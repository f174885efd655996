use serde::{Deserialize, Serialize};
use std::fmt::{Display, Formatter, Result as FmtResult};
use uuid::Uuid;

use super::Permission;

/// Why an authorization request was refused.
///
/// `Display` yields the user-facing message, rendered verbatim by clients.
#[derive(Debug, Clone, PartialEq, Eq, Serialize, Deserialize)]
#[serde(tag = "code", content = "detail", rename_all = "SCREAMING_SNAKE_CASE")]
pub enum DenialReason {
    ActorNotFound,
    ActorInactive,
    MissingPermission(Permission),
    InvalidFlowType(String),
    TargetRequired,
    TargetNotFound,
    TargetInactive,
    TargetInOtherCompany,
    SelfTarget,
    NoSuperior,
    NotSubordinate,
    NotSuperior,
    NotSameLevel,
    DepartmentRequired,
    DepartmentNotFound,
    DepartmentInactive,
    DepartmentInOtherCompany,
    DepartmentWithoutLeader,
    CommunicationNotAllowed,
    EscalationExhausted,
    TaskNotFound,
    InvalidAssignment,
    NotAssignee,
    NotDepartmentLeader,
    NotTaskOwner,
}

impl Display for DenialReason {
    fn fmt(&self, f: &mut Formatter<'_>) -> FmtResult {
        match self {
            DenialReason::ActorNotFound => write!(f, "Usuário não encontrado"),
            DenialReason::ActorInactive => write!(f, "Usuário inativo"),
            DenialReason::MissingPermission(p) => {
                write!(f, "Usuário não possui a permissão {}", p)
            }
            DenialReason::InvalidFlowType(raw) => write!(f, "Tipo de fluxo inválido: {}", raw),
            DenialReason::TargetRequired => write!(f, "Usuário alvo é obrigatório"),
            DenialReason::TargetNotFound => write!(f, "Usuário alvo não encontrado"),
            DenialReason::TargetInactive => write!(f, "Usuário alvo está inativo"),
            DenialReason::TargetInOtherCompany => {
                write!(f, "Usuário alvo pertence a outra empresa")
            }
            DenialReason::SelfTarget => write!(f, "O usuário alvo não pode ser o próprio criador"),
            DenialReason::NoSuperior => write!(f, "Usuário não possui superior imediato"),
            DenialReason::NotSubordinate => {
                write!(f, "O usuário alvo não é subordinado do criador")
            }
            DenialReason::NotSuperior => write!(f, "O usuário alvo não é superior do criador"),
            DenialReason::NotSameLevel => {
                write!(f, "O usuário alvo não está no mesmo nível hierárquico")
            }
            DenialReason::DepartmentRequired => write!(f, "Departamento alvo é obrigatório"),
            DenialReason::DepartmentNotFound => write!(f, "Departamento não encontrado"),
            DenialReason::DepartmentInactive => write!(f, "Departamento inativo"),
            DenialReason::DepartmentInOtherCompany => {
                write!(f, "Departamento pertence a outra empresa")
            }
            DenialReason::DepartmentWithoutLeader => {
                write!(f, "Departamento não possui líder ativo")
            }
            DenialReason::CommunicationNotAllowed => {
                write!(f, "Comunicação entre os departamentos não é permitida")
            }
            DenialReason::EscalationExhausted => write!(
                f,
                "Nenhum superior com permissão foi encontrado na cadeia hierárquica"
            ),
            DenialReason::TaskNotFound => write!(f, "Tarefa não encontrada"),
            DenialReason::InvalidAssignment => write!(f, "Tarefa sem atribuição válida"),
            DenialReason::NotAssignee => {
                write!(f, "Apenas o responsável pela tarefa pode movê-la")
            }
            DenialReason::NotDepartmentLeader => {
                write!(f, "Apenas o líder do departamento pode mover a tarefa")
            }
            DenialReason::NotTaskOwner => {
                write!(f, "Sem permissão para reatribuir esta tarefa")
            }
        }
    }
}

/// Result of a policy decision. A denial is a normal value, not a fault.
#[derive(Debug, Clone, PartialEq, Serialize, Deserialize)]
pub struct AuthorizationDecision {
    pub allowed: bool,
    pub reason: Option<DenialReason>,
    /// Set when the decision involved walking up the creator's superior chain.
    pub requires_escalation: bool,
    /// Creator first, then every active ancestor visited.
    pub escalation_path: Vec<Uuid>,
    /// Copied from the department communication rule that permitted the request.
    pub requires_approval: bool,
}

impl AuthorizationDecision {
    pub fn allow() -> Self {
        Self {
            allowed: true,
            reason: None,
            requires_escalation: false,
            escalation_path: Vec::new(),
            requires_approval: false,
        }
    }

    pub fn deny(reason: DenialReason) -> Self {
        Self {
            allowed: false,
            reason: Some(reason),
            requires_escalation: false,
            escalation_path: Vec::new(),
            requires_approval: false,
        }
    }

    pub fn escalated(path: Vec<Uuid>) -> Self {
        Self {
            requires_escalation: true,
            escalation_path: path,
            ..Self::allow()
        }
    }

    pub fn escalation_denied(reason: DenialReason, path: Vec<Uuid>) -> Self {
        Self {
            requires_escalation: true,
            escalation_path: path,
            ..Self::deny(reason)
        }
    }

    pub fn with_approval(mut self, requires_approval: bool) -> Self {
        self.requires_approval = requires_approval;
        self
    }

    pub fn reason_text(&self) -> Option<String> {
        self.reason.as_ref().map(|r| r.to_string())
    }
}

#[cfg(test)]
mod tests {
    use super::*;

    #[test]
    fn test_denial_keeps_escalation_path() {
        let path = vec![Uuid::new_v4(), Uuid::new_v4()];
        let decision =
            AuthorizationDecision::escalation_denied(DenialReason::EscalationExhausted, path.clone());
        assert!(!decision.allowed);
        assert!(decision.requires_escalation);
        assert_eq!(decision.escalation_path, path);
        assert!(decision.reason_text().unwrap().contains("cadeia"));
    }

    #[test]
    fn test_reason_serializes_with_code() {
        let decision = AuthorizationDecision::deny(DenialReason::MissingPermission(
            Permission::TaskCreateDown,
        ));
        let json = serde_json::to_value(&decision).unwrap();
        assert_eq!(json["reason"]["code"], "MISSING_PERMISSION");
        assert_eq!(json["reason"]["detail"], "TASK_CREATE_DOWN");
    }
}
______________________________
## [What to produce]
Restate the records in full, keeping every word as it is.

## [Problem solution]
repository f174885efd655996
use serde::{Deserialize, Serialize};
use std::fmt::{Display, Formatter, Result as FmtResult};
use uuid::Uuid;

use super::Permission;

/// Why an authorization request was refused.
///
/// `Display` yields the user-facing message, rendered verbatim by clients.
#[derive(Debug, Clone, PartialEq, Eq, Serialize, Deserialize)]
#[serde(tag = "code", content = "detail", rename_all = "SCREAMING_SNAKE_CASE")]
pub enum DenialReason {
    ActorNotFound,
    ActorInactive,
    MissingPermission(Permission),
    InvalidFlowType(String),
    TargetRequired,
    TargetNotFound,
    TargetInactive,
    TargetInOtherCompany,
    SelfTarget,
    NoSuperior,
    NotSubordinate,
    NotSuperior,
    NotSameLevel,
    DepartmentRequired,
    DepartmentNotFound,
    DepartmentInactive,
    DepartmentInOtherCompany,
    DepartmentWithoutLeader,
    CommunicationNotAllowed,
    EscalationExhausted,
    TaskNotFound,
    InvalidAssignment,
    NotAssignee,
    NotDepartmentLeader,
    NotTaskOwner,
}

impl Display for DenialReason {
    fn fmt(&self, f: &mut Formatter<'_>) -> FmtResult {
        match self {
            DenialReason::ActorNotFound => write!(f, "Usuário não encontrado"),
            DenialReason::ActorInactive => write!(f, "Usuário inativo"),
            DenialReason::MissingPermission(p) => {
                write!(f, "Usuário não possui a permissão {}", p)
            }
            DenialReason::InvalidFlowType(raw) => write!(f, "Tipo de fluxo inválido: {}", raw),
            DenialReason::TargetRequired => write!(f, "Usuário alvo é obrigatório"),
            DenialReason::TargetNotFound => write!(f, "Usuário alvo não encontrado"),
            DenialReason::TargetInactive => write!(f, "Usuário alvo está inativo"),
            DenialReason::TargetInOtherCompany => {
                write!(f, "Usuário alvo pertence a outra empresa")
            }
            DenialReason::SelfTarget => write!(f, "O usuário alvo não pode ser o próprio criador"),
            DenialReason::NoSuperior => write!(f, "Usuário não possui superior imediato"),
            DenialReason::NotSubordinate => {
                write!(f, "O usuário alvo não é subordinado do criador")
            }
            DenialReason::NotSuperior => write!(f, "O usuário alvo não é superior do criador"),
            DenialReason::NotSameLevel => {
                write!(f, "O usuário alvo não está no mesmo nível hierárquico")
            }
            DenialReason::DepartmentRequired => write!(f, "Departamento alvo é obrigatório"),
            DenialReason::DepartmentNotFound => write!(f, "Departamento não encontrado"),
            DenialReason::DepartmentInactive => write!(f, "Departamento inativo"),
            DenialReason::DepartmentInOtherCompany => {
                write!(f, "Departamento pertence a outra empresa")
            }
            DenialReason::DepartmentWithoutLeader => {
                write!(f, "Departamento não possui líder ativo")
            }
            DenialReason::CommunicationNotAllowed => {
                write!(f, "Comunicação entre os departamentos não é permitida")
            }
            DenialReason::EscalationExhausted => write!(
                f,
                "Nenhum superior com permissão foi encontrado na cadeia hierárquica"
            ),
            DenialReason::TaskNotFound => write!(f, "Tarefa não encontrada"),
            DenialReason::InvalidAssignment => write!(f, "Tarefa sem atribuição válida"),
            DenialReason::NotAssignee => {
                write!(f, "Apenas o responsável pela tarefa pode movê-la")
            }
            DenialReason::NotDepartmentLeader => {
                write!(f, "Apenas o líder do departamento pode mover a tarefa")
            }
            DenialReason::NotTaskOwner => {
                write!(f, "Sem permissão para reatribuir esta tarefa")
            }
        }
    }
}

/// Result of a policy decision. A denial is a normal value, not a fault.
#[derive(Debug, Clone, PartialEq, Serialize, Deserialize)]
pub struct AuthorizationDecision {
    pub allowed: bool,
    pub reason: Option<DenialReason>,
    /// Set when the decision involved walking up the creator's superior chain.
    pub requires_escalation: bool,
    /// Creator first, then every active ancestor visited.
    pub escalation_path: Vec<Uuid>,
    /// Copied from the department communication rule that permitted the request.
    pub requires_approval: bool,
}

impl AuthorizationDecision {
    pub fn allow() -> Self {
        Self {
            allowed: true,
            reason: None,
            requires_escalation: false,
            escalation_path: Vec::new(),
            requires_approval: false,
        }
    }

    pub fn deny(reason: DenialReason) -> Self {
        Self {
            allowed: false,
            reason: Some(reason),
            requires_escalation: false,
            escalation_path: Vec::new(),
            requires_approval: false,
        }
    }

    pub fn escalated(path: Vec<Uuid>) -> Self {
        Self {
            requires_escalation: true,
            escalation_path: path,
            ..Self::allow()
        }
    }

    pub fn escalation_denied(reason: DenialReason, path: Vec<Uuid>) -> Self {
        Self {
            requires_escalation: true,
            escalation_path: path,
            ..Self::deny(reason)
        }
    }

    pub fn with_approval(mut self, requires_approval: bool) -> Self {
        self.requires_approval = requires_approval;
        self
    }

    pub fn reason_text(&self) -> Option<String> {
        self.reason.as_ref().map(|r| r.to_string())
    }
}

#[cfg(test)]
mod tests {
    use super::*;

    #[test]
    fn test_denial_keeps_escalation_path() {
        let path = vec![Uuid::new_v4(), Uuid::new_v4()];
        let decision =
            AuthorizationDecision::escalation_denied(DenialReason::EscalationExhausted, path.clone());
        assert!(!decision.allowed);
        assert!(decision.requires_escalation);
        assert_eq!(decision.escalation_path, path);
        assert!(decision.reason_text().unwrap().contains("cadeia"));
    }

    #[test]
    fn test_reason_serializes_with_code() {
        let decision = AuthorizationDecision::deny(DenialReason::MissingPermission(
            Permission::TaskCreateDown,
        ));
        let json = serde_json::to_value(&decision).unwrap();
        assert_eq!(json["reason"]["code"], "MISSING_PERMISSION");
        assert_eq!(json["reason"]["detail"], "TASK_CREATE_DOWN");
    }
}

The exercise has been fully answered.